Stored data:
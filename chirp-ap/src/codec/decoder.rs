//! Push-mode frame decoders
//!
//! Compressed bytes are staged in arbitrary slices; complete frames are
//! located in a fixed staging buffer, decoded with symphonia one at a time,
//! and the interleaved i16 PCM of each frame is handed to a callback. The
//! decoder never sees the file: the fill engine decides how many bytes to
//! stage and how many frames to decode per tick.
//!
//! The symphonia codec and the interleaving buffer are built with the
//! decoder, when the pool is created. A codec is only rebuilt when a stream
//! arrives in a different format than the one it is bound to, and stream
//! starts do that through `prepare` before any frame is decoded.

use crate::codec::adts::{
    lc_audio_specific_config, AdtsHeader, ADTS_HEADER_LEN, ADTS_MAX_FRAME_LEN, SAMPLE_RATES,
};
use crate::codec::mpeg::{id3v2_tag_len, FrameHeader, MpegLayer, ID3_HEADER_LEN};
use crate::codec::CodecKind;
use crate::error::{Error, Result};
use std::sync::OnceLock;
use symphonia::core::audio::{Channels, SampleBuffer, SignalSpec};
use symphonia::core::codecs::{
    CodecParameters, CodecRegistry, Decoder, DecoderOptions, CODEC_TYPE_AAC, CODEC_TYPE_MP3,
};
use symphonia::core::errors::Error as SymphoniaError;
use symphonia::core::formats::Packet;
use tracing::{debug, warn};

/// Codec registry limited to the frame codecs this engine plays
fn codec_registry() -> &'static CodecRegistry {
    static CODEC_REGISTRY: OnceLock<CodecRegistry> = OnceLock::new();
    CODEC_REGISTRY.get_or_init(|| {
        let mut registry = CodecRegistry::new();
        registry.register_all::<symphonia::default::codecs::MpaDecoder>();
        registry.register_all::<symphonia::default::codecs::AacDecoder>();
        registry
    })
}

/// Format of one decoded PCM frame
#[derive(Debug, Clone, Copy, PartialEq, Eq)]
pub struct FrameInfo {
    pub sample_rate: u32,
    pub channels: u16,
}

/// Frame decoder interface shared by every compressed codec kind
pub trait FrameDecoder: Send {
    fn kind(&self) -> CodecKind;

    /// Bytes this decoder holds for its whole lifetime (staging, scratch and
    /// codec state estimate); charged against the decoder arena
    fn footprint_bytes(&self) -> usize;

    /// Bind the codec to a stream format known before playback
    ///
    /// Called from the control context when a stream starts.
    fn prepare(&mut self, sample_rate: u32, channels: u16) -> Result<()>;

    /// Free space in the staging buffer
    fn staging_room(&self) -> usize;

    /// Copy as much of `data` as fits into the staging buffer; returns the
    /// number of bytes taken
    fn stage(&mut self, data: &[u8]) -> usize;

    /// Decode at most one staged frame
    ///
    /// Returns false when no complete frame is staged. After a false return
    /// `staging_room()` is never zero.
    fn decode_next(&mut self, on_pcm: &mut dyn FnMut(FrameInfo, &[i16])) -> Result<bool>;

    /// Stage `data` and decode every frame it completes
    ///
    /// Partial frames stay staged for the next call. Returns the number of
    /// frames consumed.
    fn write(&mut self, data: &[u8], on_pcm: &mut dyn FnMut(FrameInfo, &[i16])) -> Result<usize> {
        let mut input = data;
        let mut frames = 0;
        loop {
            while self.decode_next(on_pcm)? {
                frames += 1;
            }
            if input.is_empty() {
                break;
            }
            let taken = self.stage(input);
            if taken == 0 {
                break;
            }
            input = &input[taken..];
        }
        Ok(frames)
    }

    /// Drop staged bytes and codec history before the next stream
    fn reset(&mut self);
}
==
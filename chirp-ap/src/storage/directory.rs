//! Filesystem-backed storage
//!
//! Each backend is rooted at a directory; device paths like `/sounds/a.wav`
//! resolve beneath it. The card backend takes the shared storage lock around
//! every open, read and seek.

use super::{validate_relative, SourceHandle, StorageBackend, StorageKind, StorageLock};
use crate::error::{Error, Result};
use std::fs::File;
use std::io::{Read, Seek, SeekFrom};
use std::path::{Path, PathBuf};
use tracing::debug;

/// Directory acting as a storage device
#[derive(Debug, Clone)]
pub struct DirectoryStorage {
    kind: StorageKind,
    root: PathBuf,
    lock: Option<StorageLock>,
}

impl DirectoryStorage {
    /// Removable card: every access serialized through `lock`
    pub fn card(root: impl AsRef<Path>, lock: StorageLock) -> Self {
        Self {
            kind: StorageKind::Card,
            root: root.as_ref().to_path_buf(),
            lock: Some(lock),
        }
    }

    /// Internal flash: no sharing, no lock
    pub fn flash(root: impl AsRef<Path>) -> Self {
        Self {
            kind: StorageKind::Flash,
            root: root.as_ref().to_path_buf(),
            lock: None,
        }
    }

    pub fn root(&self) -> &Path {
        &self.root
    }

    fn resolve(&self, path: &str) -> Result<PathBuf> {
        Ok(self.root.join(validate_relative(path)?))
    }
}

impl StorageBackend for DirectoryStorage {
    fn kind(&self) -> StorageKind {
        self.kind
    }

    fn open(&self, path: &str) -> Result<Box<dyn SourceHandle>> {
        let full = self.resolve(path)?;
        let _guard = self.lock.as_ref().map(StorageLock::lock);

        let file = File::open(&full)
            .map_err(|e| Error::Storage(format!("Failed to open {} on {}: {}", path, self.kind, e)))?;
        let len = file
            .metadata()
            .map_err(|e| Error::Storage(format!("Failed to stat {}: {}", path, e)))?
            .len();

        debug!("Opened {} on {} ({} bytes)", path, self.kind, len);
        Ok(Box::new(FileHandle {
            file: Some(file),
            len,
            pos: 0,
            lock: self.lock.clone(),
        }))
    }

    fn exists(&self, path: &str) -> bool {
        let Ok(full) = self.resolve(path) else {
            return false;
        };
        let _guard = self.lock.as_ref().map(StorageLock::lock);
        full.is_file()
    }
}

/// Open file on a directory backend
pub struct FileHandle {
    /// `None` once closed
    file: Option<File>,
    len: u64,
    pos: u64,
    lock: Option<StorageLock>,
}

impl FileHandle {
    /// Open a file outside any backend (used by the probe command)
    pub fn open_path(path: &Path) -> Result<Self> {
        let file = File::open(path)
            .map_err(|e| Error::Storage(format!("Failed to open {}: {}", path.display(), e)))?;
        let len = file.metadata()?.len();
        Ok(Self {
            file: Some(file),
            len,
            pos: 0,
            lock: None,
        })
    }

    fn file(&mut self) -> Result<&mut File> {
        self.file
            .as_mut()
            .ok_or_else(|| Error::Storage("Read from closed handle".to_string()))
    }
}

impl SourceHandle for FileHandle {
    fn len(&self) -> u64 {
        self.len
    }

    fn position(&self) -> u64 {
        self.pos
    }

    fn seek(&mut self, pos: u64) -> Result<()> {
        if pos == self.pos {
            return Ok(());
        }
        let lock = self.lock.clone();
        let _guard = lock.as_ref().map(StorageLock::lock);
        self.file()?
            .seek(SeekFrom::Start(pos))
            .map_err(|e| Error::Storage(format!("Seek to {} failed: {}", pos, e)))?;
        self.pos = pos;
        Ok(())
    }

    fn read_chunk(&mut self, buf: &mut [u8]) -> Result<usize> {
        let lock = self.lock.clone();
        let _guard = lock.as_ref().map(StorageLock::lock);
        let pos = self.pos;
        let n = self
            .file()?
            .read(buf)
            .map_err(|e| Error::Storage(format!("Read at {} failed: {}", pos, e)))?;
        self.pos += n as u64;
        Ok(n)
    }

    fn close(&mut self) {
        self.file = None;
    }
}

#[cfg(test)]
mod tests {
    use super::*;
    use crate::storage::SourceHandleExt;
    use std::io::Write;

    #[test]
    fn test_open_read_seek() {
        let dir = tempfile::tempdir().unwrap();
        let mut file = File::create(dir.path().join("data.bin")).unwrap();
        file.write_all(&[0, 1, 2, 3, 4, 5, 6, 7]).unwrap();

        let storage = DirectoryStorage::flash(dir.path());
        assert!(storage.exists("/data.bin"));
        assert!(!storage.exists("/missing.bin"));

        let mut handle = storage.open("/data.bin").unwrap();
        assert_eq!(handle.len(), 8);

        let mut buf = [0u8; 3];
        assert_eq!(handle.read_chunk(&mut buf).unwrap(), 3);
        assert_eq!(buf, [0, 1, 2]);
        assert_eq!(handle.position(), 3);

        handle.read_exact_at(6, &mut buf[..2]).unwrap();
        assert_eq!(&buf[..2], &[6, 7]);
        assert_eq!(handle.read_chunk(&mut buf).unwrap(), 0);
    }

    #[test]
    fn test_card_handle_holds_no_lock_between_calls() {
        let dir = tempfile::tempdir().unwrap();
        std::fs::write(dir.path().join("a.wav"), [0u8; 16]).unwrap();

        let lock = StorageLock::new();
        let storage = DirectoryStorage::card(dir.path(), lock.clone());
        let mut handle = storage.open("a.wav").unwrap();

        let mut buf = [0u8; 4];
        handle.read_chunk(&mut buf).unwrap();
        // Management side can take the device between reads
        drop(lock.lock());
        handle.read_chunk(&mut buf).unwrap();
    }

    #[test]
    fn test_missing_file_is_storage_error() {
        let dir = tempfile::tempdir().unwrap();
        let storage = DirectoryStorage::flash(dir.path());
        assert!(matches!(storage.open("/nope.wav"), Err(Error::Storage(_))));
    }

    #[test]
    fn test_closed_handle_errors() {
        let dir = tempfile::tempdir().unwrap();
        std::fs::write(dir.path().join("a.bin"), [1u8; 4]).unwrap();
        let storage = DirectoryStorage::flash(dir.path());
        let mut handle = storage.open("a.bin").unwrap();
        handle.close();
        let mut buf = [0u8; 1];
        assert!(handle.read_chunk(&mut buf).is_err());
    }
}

What this task involves:
Please copy, exactly and with nothing else, the lines above beginning at the line that has "filename chirp-ap/src/codec/decoder.rs" and ending with the line that has "rebuilt when a stream".

Answer to the problem:
filename chirp-ap/src/codec/decoder.rs
//! Push-mode frame decoders
//!
//! Compressed bytes are staged in arbitrary slices; complete frames are
//! located in a fixed staging buffer, decoded with symphonia one at a time,
//! and the interleaved i16 PCM of each frame is handed to a callback. The
//! decoder never sees the file: the fill engine decides how many bytes to
//! stage and how many frames to decode per tick.
//!
//! The symphonia codec and the interleaving buffer are built with the
//! decoder, when the pool is created. A codec is only rebuilt when a stream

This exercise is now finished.